Understanding user behavior demos a pipeline using a docker container that controls all services required via Zookeeper. This demo was presented as a final project for the course Fundamentals of Data Engineering in the MIDS program. Authors: Carolina Arriaga, Daniel Ryu, Jonathan Moges, Ziwei Zhao.
Given the influence the business question has on the design on the pipeline, we chose to begin our presentation with the focus on our business question. Our questions focused on the trends of user behavior and internet host providers. To have a more basic and affordable pipeline, we chose to use daily batch processing of our events. The rationale behind this is we would not expect strong deviations in host providers or user events from day to day.
Before describing our pipeline, those who wish to replicate the pipeline should do so by running the steps described in the terminal and not a Jupyter notebook.

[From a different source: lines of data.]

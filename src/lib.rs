//! Semantic image retrieval: folder ingestion into a vector collection,
//! LLM rewriting of chat-style queries with a bounded cache, and text or
//! image similarity search over CLIP embeddings.

pub mod completion;
pub mod config;
pub mod embedding;
pub mod error;
pub mod ingest;
pub mod models;
pub mod search;
pub mod server;
pub mod store;
pub mod translator;

#[cfg(test)]
mod testing;

pub use error::{RetrievalError, Result};
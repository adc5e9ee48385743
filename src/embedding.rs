use std::path::PathBuf;
use std::sync::Arc;

use async_trait::async_trait;
use fastembed::{
    EmbeddingModel, ImageEmbedding, ImageEmbeddingModel, ImageInitOptions, InitOptions,
    TextEmbedding,
};
use tracing::info;

use crate::error::EmbeddingError;

/// Turns image files and text into vectors of one shared space.
#[async_trait]
pub trait EmbeddingProvider: Send + Sync {
    /// Length of every vector this provider returns.
    fn dimension(&self) -> usize;

    /// One vector per path, in input order.
    async fn embed_images(&self, paths: &[PathBuf]) -> Result<Vec<Vec<f32>>, EmbeddingError>;

    async fn embed_text(&self, text: &str) -> Result<Vec<f32>, EmbeddingError>;
}

const CLIP_DIMENSION: usize = 512;

/// CLIP ViT-B/32 through fastembed: the vision tower for files, the text tower for queries.
pub struct ClipEmbedder {
    text_model: Arc<TextEmbedding>,
    image_model: Arc<ImageEmbedding>,
}

impl ClipEmbedder {
    pub fn new() -> anyhow::Result<Self> {
        info!("Loading CLIP text and image models");
        let text_model = TextEmbedding::try_new(
            InitOptions::new(EmbeddingModel::ClipVitB32).with_show_download_progress(true),
        )?;
        let image_model = ImageEmbedding::try_new(
            ImageInitOptions::new(ImageEmbeddingModel::ClipVitB32)
                .with_show_download_progress(true),
        )?;
        Ok(Self {
            text_model: Arc::new(text_model),
            image_model: Arc::new(image_model),
        })
    }
}

/// Runs ONNX inference on tokio's blocking pool.
async fn run_blocking<T, F>(job: F) -> Result<T, EmbeddingError>
where
    F: FnOnce() -> Result<T, EmbeddingError> + Send + 'static,
    T: Send + 'static,
{
    tokio::task::spawn_blocking(job)
        .await
        .map_err(|e| EmbeddingError::Task(e.to_string()))?
}

#[async_trait]
impl EmbeddingProvider for ClipEmbedder {
    fn dimension(&self) -> usize {
        CLIP_DIMENSION
    }

    async fn embed_images(&self, paths: &[PathBuf]) -> Result<Vec<Vec<f32>>, EmbeddingError> {
        if paths.is_empty() {
            return Ok(Vec::new());
        }
        let model = Arc::clone(&self.image_model);
        let batch = paths.to_vec();
        let embeddings = run_blocking(move || {
            model
                .embed(batch, None)
                .map_err(|e| EmbeddingError::Model(e.to_string()))
        })
        .await?;
        if embeddings.len() != paths.len() {
            return Err(EmbeddingError::CountMismatch {
                expected: paths.len(),
                actual: embeddings.len(),
            });
        }
        Ok(embeddings)
    }

    async fn embed_text(&self, text: &str) -> Result<Vec<f32>, EmbeddingError> {
        let model = Arc::clone(&self.text_model);
        let input = vec![text.to_string()];
        run_blocking(move || {
            model
                .embed(input, None)
                .map_err(|e| EmbeddingError::Model(e.to_string()))
        })
        .await?
        .into_iter()
        .next()
        .ok_or(EmbeddingError::CountMismatch {
            expected: 1,
            actual: 0,
        })
    }
}
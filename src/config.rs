//! Layered settings.
//!
//! Uses Figment to merge built-in defaults, `config.toml`, `config.<env>.toml`
//! and `APP_*` env vars (nested keys separated by `__`, e.g.
//! `APP_COMPLETION__MODEL`). `OPENAI_API_KEY` fills `completion.api_key`.
use std::env;
use std::net::SocketAddr;
use std::path::{Path, PathBuf};

use figment::{
    providers::{Env, Format, Serialized, Toml},
    Figment,
};
use serde::{Deserialize, Serialize};

use crate::store::COLLECTIONS_TABLE;

#[derive(Debug, Clone, Serialize, Deserialize)]
pub struct Settings {
    pub db_path: PathBuf,
    pub collection: String,
    pub vector_name: String,
    pub images_root: PathBuf,
    pub query_image_root: PathBuf,
    pub results_root: PathBuf,
    pub translator: TranslatorSettings,
    pub completion: CompletionSettings,
    pub server: ServerSettings,
}

#[derive(Debug, Clone, Serialize, Deserialize)]
pub struct TranslatorSettings {
    pub max_query_length: usize,
    pub cache_capacity: usize,
}

#[derive(Debug, Clone, Serialize, Deserialize)]
pub struct CompletionSettings {
    pub base_url: String,
    pub model: String,
    pub api_key: Option<String>,
    pub timeout_secs: u64,
    pub temperature: f32,
}

#[derive(Debug, Clone, Serialize, Deserialize)]
pub struct ServerSettings {
    pub bind: SocketAddr,
    pub upload_limit_bytes: usize,
}

impl Default for Settings {
    fn default() -> Self {
        let data_dir = dirs::data_local_dir()
            .unwrap_or_else(|| PathBuf::from("."))
            .join("image-retrieval");
        Self {
            db_path: data_dir.join("db"),
            collection: "semantic-image-search".to_string(),
            vector_name: "default".to_string(),
            images_root: PathBuf::from("images"),
            query_image_root: data_dir.join("query_images"),
            results_root: PathBuf::from("search_results"),
            translator: TranslatorSettings {
                max_query_length: 200,
                cache_capacity: 1024,
            },
            completion: CompletionSettings {
                base_url: "https://api.openai.com/v1".to_string(),
                model: "gpt-4o-mini".to_string(),
                api_key: None,
                timeout_secs: 20,
                temperature: 0.0,
            },
            server: ServerSettings {
                bind: SocketAddr::from(([127, 0, 0, 1], 8000)),
                upload_limit_bytes: 10 * 1024 * 1024,
            },
        }
    }
}

impl Settings {
    pub fn load() -> anyhow::Result<Self> {
        let env_name = env::var("RUST_ENV").unwrap_or_else(|_| "dev".to_string());

        Self::from_figment(Self::layered(Path::new(""), &env_name))
    }

    /// An empty `config_dir` lets figment search the working directory and its parents.
    fn layered(config_dir: &Path, env_name: &str) -> Figment {
        Self::base()
            .merge(Toml::file(config_dir.join("config.toml")))
            .merge(Toml::file(config_dir.join(format!("config.{}.toml", env_name))))
            .merge(Env::raw().only(&["OPENAI_API_KEY"]).map(|_| "completion.api_key".into()))
            .merge(Env::prefixed("APP_").split("__"))
    }

    fn base() -> Figment {
        Figment::from(Serialized::defaults(Settings::default()))
    }

    pub fn from_figment(figment: Figment) -> anyhow::Result<Self> {
        let settings: Settings = figment
            .extract()
            .map_err(|e| anyhow::anyhow!("Failed to load settings: {}", e))?;
        settings.validate()?;
        Ok(settings)
    }

    fn validate(&self) -> anyhow::Result<()> {
        if self.collection.trim().is_empty() {
            anyhow::bail!("collection must not be empty");
        }
        if self.collection == COLLECTIONS_TABLE {
            anyhow::bail!("collection name '{}' is reserved", COLLECTIONS_TABLE);
        }
        if self.vector_name.trim().is_empty() {
            anyhow::bail!("vector_name must not be empty");
        }
        if self.translator.max_query_length == 0 {
            anyhow::bail!("translator.max_query_length must be positive");
        }
        Ok(())
    }
}
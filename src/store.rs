use std::collections::BTreeMap;
use std::path::Path;

use async_trait::async_trait;
use serde::{Deserialize, Serialize};
use surrealdb::engine::local::{Db, RocksDb};
use surrealdb::Surreal;
use tracing::{debug, warn};
use uuid::Uuid;

use crate::error::StoreError;
use crate::models::{AssetPayload, Distance, IndexedPoint, NamedVector, PayloadFilter, ScoredPoint, VectorSpec};

/// Collection-oriented vector storage with payload filters.
#[async_trait]
pub trait VectorStore: Send + Sync {
    /// Creates the collection, or checks that an existing one has the same spec.
    async fn ensure_collection(&self, collection: &str, spec: &VectorSpec)
        -> Result<(), StoreError>;

    /// Writes all points or none. Returns once the write is durable.
    async fn upsert(&self, collection: &str, points: Vec<IndexedPoint>) -> Result<(), StoreError>;

    /// Best `top_k` points for `query` among those matching `filter`, by descending score.
    async fn search(
        &self,
        collection: &str,
        query: &NamedVector,
        top_k: usize,
        filter: &PayloadFilter,
    ) -> Result<Vec<ScoredPoint>, StoreError>;

    async fn delete(&self, collection: &str, filter: &PayloadFilter) -> Result<(), StoreError>;

    async fn count(&self, collection: &str) -> Result<usize, StoreError>;
}

/// Table holding each collection's vector spec; not usable as a collection name.
pub const COLLECTIONS_TABLE: &str = "collections";

fn cosine_similarity(a: &[f32], b: &[f32]) -> f32 {
    if a.len() != b.len() {
        return 0.0;
    }

    let dot_product = dot(a, b);
    let magnitude_a: f32 = a.iter().map(|x| x * x).sum::<f32>().sqrt();
    let magnitude_b: f32 = b.iter().map(|x| x * x).sum::<f32>().sqrt();

    if magnitude_a == 0.0 || magnitude_b == 0.0 {
        return 0.0;
    }

    dot_product / (magnitude_a * magnitude_b)
}

fn dot(a: &[f32], b: &[f32]) -> f32 {
    a.iter().zip(b.iter()).map(|(x, y)| x * y).sum()
}

/// Row layout of a point inside a collection table.
#[derive(Debug, Serialize, Deserialize, Clone)]
struct StoredPoint {
    point_id: String,
    filename: String,
    path: String,
    category: Option<String>,
    vectors: BTreeMap<String, Vec<f32>>,
}

impl From<IndexedPoint> for StoredPoint {
    fn from(point: IndexedPoint) -> Self {
        let mut vectors = BTreeMap::new();
        vectors.insert(point.vector.name, point.vector.values);
        Self {
            point_id: point.id.to_string(),
            filename: point.payload.filename,
            path: point.payload.path,
            category: point.payload.category,
            vectors,
        }
    }
}

#[derive(Debug, Deserialize)]
struct CountRow {
    count: usize,
}

/// Embedded SurrealDB on RocksDB. Each collection is a table; similarity is
/// computed in process over the filtered rows.
pub struct SurrealVectorStore {
    db: Surreal<Db>,
}

impl SurrealVectorStore {
    pub async fn open(db_path: &Path) -> Result<Self, StoreError> {
        let path = db_path.to_string_lossy().to_string();
        let db = Surreal::new::<RocksDb>(path.as_str()).await?;
        db.use_ns("images").use_db("retrieval").await?;
        Ok(Self { db })
    }

    async fn spec(&self, collection: &str) -> Result<VectorSpec, StoreError> {
        let spec: Option<VectorSpec> = self.db.select((COLLECTIONS_TABLE, collection)).await?;
        spec.ok_or_else(|| StoreError::CollectionNotFound(collection.to_string()))
    }

    fn check_vector(collection: &str, spec: &VectorSpec, vector: &NamedVector) -> Result<(), StoreError> {
        if vector.name != spec.name {
            return Err(StoreError::UnknownVector {
                collection: collection.to_string(),
                name: vector.name.clone(),
            });
        }
        if vector.values.len() != spec.size {
            return Err(StoreError::DimensionMismatch {
                expected: spec.size,
                actual: vector.values.len(),
            });
        }
        Ok(())
    }
}

/// ` WHERE a = $p0 AND b = $p1`, or nothing for an empty filter.
fn where_clause(filter: &PayloadFilter) -> String {
    if filter.must.is_empty() {
        return String::new();
    }
    let conditions: Vec<String> = filter
        .must
        .iter()
        .enumerate()
        .map(|(i, (field, _))| format!("{} = $p{}", field.column(), i))
        .collect();
    format!(" WHERE {}", conditions.join(" AND "))
}

#[async_trait]
impl VectorStore for SurrealVectorStore {
    async fn ensure_collection(
        &self,
        collection: &str,
        spec: &VectorSpec,
    ) -> Result<(), StoreError> {
        if collection == COLLECTIONS_TABLE {
            return Err(StoreError::ReservedName(collection.to_string()));
        }
        let existing: Option<VectorSpec> = self.db.select((COLLECTIONS_TABLE, collection)).await?;
        match existing {
            Some(existing) if existing == *spec => Ok(()),
            Some(_) => Err(StoreError::SpecMismatch {
                collection: collection.to_string(),
            }),
            None => {
                debug!(collection, vector = %spec.name, size = spec.size, "Creating collection");
                let _: Option<VectorSpec> = self
                    .db
                    .create((COLLECTIONS_TABLE, collection))
                    .content(spec.clone())
                    .await?;
                Ok(())
            }
        }
    }

    async fn upsert(&self, collection: &str, points: Vec<IndexedPoint>) -> Result<(), StoreError> {
        if points.is_empty() {
            return Ok(());
        }
        let spec = self.spec(collection).await?;
        for point in &points {
            Self::check_vector(collection, &spec, &point.vector)?;
        }

        let rows: Vec<StoredPoint> = points.into_iter().map(StoredPoint::from).collect();
        self.db
            .query(
                "BEGIN TRANSACTION;
                 FOR $row IN $rows {
                     UPDATE type::thing($tb, $row.point_id) CONTENT $row;
                 };
                 COMMIT TRANSACTION;",
            )
            .bind(("tb", collection.to_string()))
            .bind(("rows", rows))
            .await?
            .check()?;
        Ok(())
    }

    async fn search(
        &self,
        collection: &str,
        query: &NamedVector,
        top_k: usize,
        filter: &PayloadFilter,
    ) -> Result<Vec<ScoredPoint>, StoreError> {
        let spec = self.spec(collection).await?;
        Self::check_vector(collection, &spec, query)?;

        let sql = format!("SELECT * FROM type::table($tb){}", where_clause(filter));
        let mut request = self.db.query(sql).bind(("tb", collection.to_string()));
        for (i, (_, value)) in filter.must.iter().enumerate() {
            request = request.bind((format!("p{}", i), value.clone()));
        }
        let rows: Vec<StoredPoint> = request.await?.take(0)?;
        debug!(collection, candidates = rows.len(), "Scoring candidates");

        let mut results: Vec<ScoredPoint> = rows
            .into_iter()
            .filter_map(|row| {
                let Some(vector) = row.vectors.get(&query.name) else {
                    warn!(
                        collection,
                        point_id = %row.point_id,
                        vector = %query.name,
                        "Skipping row without vector slot"
                    );
                    return None;
                };
                let id = match Uuid::parse_str(&row.point_id) {
                    Ok(id) => id,
                    Err(e) => {
                        warn!(
                            collection,
                            point_id = %row.point_id,
                            error = %e,
                            "Skipping row with malformed id"
                        );
                        return None;
                    }
                };
                let score = match spec.distance {
                    Distance::Cosine => cosine_similarity(vector, &query.values),
                    Distance::Dot => dot(vector, &query.values),
                };
                Some(ScoredPoint {
                    id,
                    payload: AssetPayload {
                        filename: row.filename,
                        path: row.path,
                        category: row.category,
                    },
                    score,
                })
            })
            .filter(|point| filter.matches(&point.payload))
            .collect();

        results.sort_by(|a, b| b.score.partial_cmp(&a.score).unwrap_or(std::cmp::Ordering::Equal));
        results.truncate(top_k);
        Ok(results)
    }

    async fn delete(&self, collection: &str, filter: &PayloadFilter) -> Result<(), StoreError> {
        let sql = format!("DELETE type::table($tb){}", where_clause(filter));
        let mut request = self.db.query(sql).bind(("tb", collection.to_string()));
        for (i, (_, value)) in filter.must.iter().enumerate() {
            request = request.bind((format!("p{}", i), value.clone()));
        }
        request.await?.check()?;
        Ok(())
    }

    async fn count(&self, collection: &str) -> Result<usize, StoreError> {
        let rows: Vec<CountRow> = self
            .db
            .query("SELECT count() AS count FROM type::table($tb) GROUP ALL")
            .bind(("tb", collection.to_string()))
            .await?
            .take(0)?;
        Ok(rows.first().map_or(0, |row| row.count))
    }
}
use std::path::{Path, PathBuf};
use std::sync::Arc;

use chrono::Local;
use tracing::{error, info, warn};
use uuid::Uuid;

use crate::embedding::EmbeddingProvider;
use crate::error::{CollaboratorError, EmbeddingError, Result, RetrievalError, StoreError};
use crate::models::{
    CollectionTarget, CopyFailure, NamedVector, PayloadFilter, SavedResults, SearchResults,
};
use crate::store::VectorStore;

/// Turns a caption or a query image into ranked hits from the collection.
pub struct SearchOrchestrator {
    embedder: Arc<dyn EmbeddingProvider>,
    store: Arc<dyn VectorStore>,
    target: CollectionTarget,
    results_root: PathBuf,
}

impl SearchOrchestrator {
    pub async fn new(
        embedder: Arc<dyn EmbeddingProvider>,
        store: Arc<dyn VectorStore>,
        target: CollectionTarget,
        results_root: PathBuf,
    ) -> Result<Self, StoreError> {
        store
            .ensure_collection(&target.collection, &target.spec(embedder.dimension()))
            .await?;
        info!(collection = %target.collection, "SearchOrchestrator initialized");
        Ok(Self {
            embedder,
            store,
            target,
            results_root,
        })
    }

    /// `translated_query` should already be caption-style; see [`crate::translator`].
    pub async fn search_by_text(
        &self,
        translated_query: &str,
        top_k: usize,
        category: Option<&str>,
    ) -> Result<SearchResults> {
        const OPERATION: &str = "text search";
        if translated_query.trim().is_empty() {
            return Err(RetrievalError::InvalidQuery(
                "search text must not be empty".to_string(),
            ));
        }
        check_top_k(top_k)?;
        info!(query = translated_query, top_k, category, "Running text search");

        let vector = self
            .embedder
            .embed_text(translated_query)
            .await
            .map_err(|e| search_failure(OPERATION, translated_query, e))?;
        self.query_store(OPERATION, translated_query, vector, top_k, category)
            .await
    }

    /// Searches with a query image already written to local storage.
    pub async fn search_by_image(
        &self,
        staged_image: &Path,
        top_k: usize,
        category: Option<&str>,
    ) -> Result<SearchResults> {
        const OPERATION: &str = "image search";
        check_top_k(top_k)?;
        let label = staged_image.display().to_string();
        info!(image = %label, top_k, category, "Running image search");

        let vector = self
            .embedder
            .embed_images(&[staged_image.to_path_buf()])
            .await
            .map_err(|e| search_failure(OPERATION, &label, e))?
            .into_iter()
            .next()
            .ok_or_else(|| {
                search_failure(
                    OPERATION,
                    &label,
                    EmbeddingError::CountMismatch {
                        expected: 1,
                        actual: 0,
                    },
                )
            })?;
        self.query_store(OPERATION, &label, vector, top_k, category)
            .await
    }

    async fn query_store(
        &self,
        operation: &'static str,
        label: &str,
        values: Vec<f32>,
        top_k: usize,
        category: Option<&str>,
    ) -> Result<SearchResults> {
        let query = NamedVector {
            name: self.target.vector_name.clone(),
            values,
        };
        let points = self
            .store
            .search(
                &self.target.collection,
                &query,
                top_k,
                &PayloadFilter::category(category),
            )
            .await
            .map_err(|e| search_failure(operation, label, e))?;

        info!(operation, total_results = points.len(), "Search completed");
        Ok(SearchResults { points })
    }

    /// Copies every hit into a fresh folder under the results root. A hit whose
    /// file cannot be copied is reported in `failures`; the rest still get copied.
    pub async fn save_results(&self, results: &SearchResults) -> Result<SavedResults> {
        let stamp = Local::now().format("%Y%m%d_%H%M%S");
        let suffix = Uuid::new_v4().simple().to_string();
        let folder = self
            .results_root
            .join(format!("results_{}_{}", stamp, &suffix[..8]));

        tokio::fs::create_dir_all(&folder).await.map_err(|e| {
            error!(folder = %folder.display(), error = %e, "Failed to create results folder");
            RetrievalError::PersistFailure {
                path: folder.clone(),
                source: e,
            }
        })?;

        let mut copied = 0;
        let mut failures = Vec::new();
        for (rank, point) in results.points.iter().enumerate() {
            // rank prefix keeps same-named files from different folders apart
            let destination = folder.join(format!("{:02}_{}", rank + 1, point.payload.filename));
            match tokio::fs::copy(&point.payload.path, &destination).await {
                Ok(_) => copied += 1,
                Err(e) => {
                    warn!(source = %point.payload.path, error = %e, "Could not copy search result");
                    failures.push(CopyFailure {
                        source: point.payload.path.clone(),
                        reason: e.to_string(),
                    });
                }
            }
        }

        info!(
            folder = %folder.display(),
            copied,
            failed = failures.len(),
            "Search results saved locally"
        );
        Ok(SavedResults {
            folder,
            copied,
            failures,
        })
    }
}

fn check_top_k(top_k: usize) -> Result<()> {
    if top_k == 0 {
        return Err(RetrievalError::InvalidQuery(
            "k must be greater than zero".to_string(),
        ));
    }
    Ok(())
}

fn search_failure(
    operation: &'static str,
    query: &str,
    source: impl Into<CollaboratorError>,
) -> RetrievalError {
    let source = source.into();
    error!(operation, query, error = %source, "Search failed");
    RetrievalError::SearchFailure {
        operation,
        query: query.to_string(),
        source,
    }
}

- Sourcing: Events are sourced to our system through the use of two python files “game_api_with_extended_json_events” and “event_generator” run through Flask. The game_api file produces two main logs to kafka - purchasing an item or joining a guild. These are the main two actions a user can take in the game. The event_generator takes the universe of use cases and serves as a proxy for daily user events. The file allows us the flexibility to create as many events as we desire. The events are as flat as possible to reduce the amount of data munging steps.
- Ingesting: Events are ingested through kafka where we have created a topic called “events.” Given the event structure and the fact that the “event_generator” file represents the universe of events, notifications were not needed and we only utilized one partition. The topic did not require further utilization of brokers.
- Storing: Once all events have been created, we will read the associated kafka topic (events) and use the “filtered_writes” python file to unroll the json files and write the data to a parquet file. This parquet file will be the starting point for the analysis needed to answer the business questions.
- Analysis: Analysis begins by utilizing pyspark, we also need to use NumPy, Pandas and SparkSQL to sufficiently prepare the data to answer the business questions.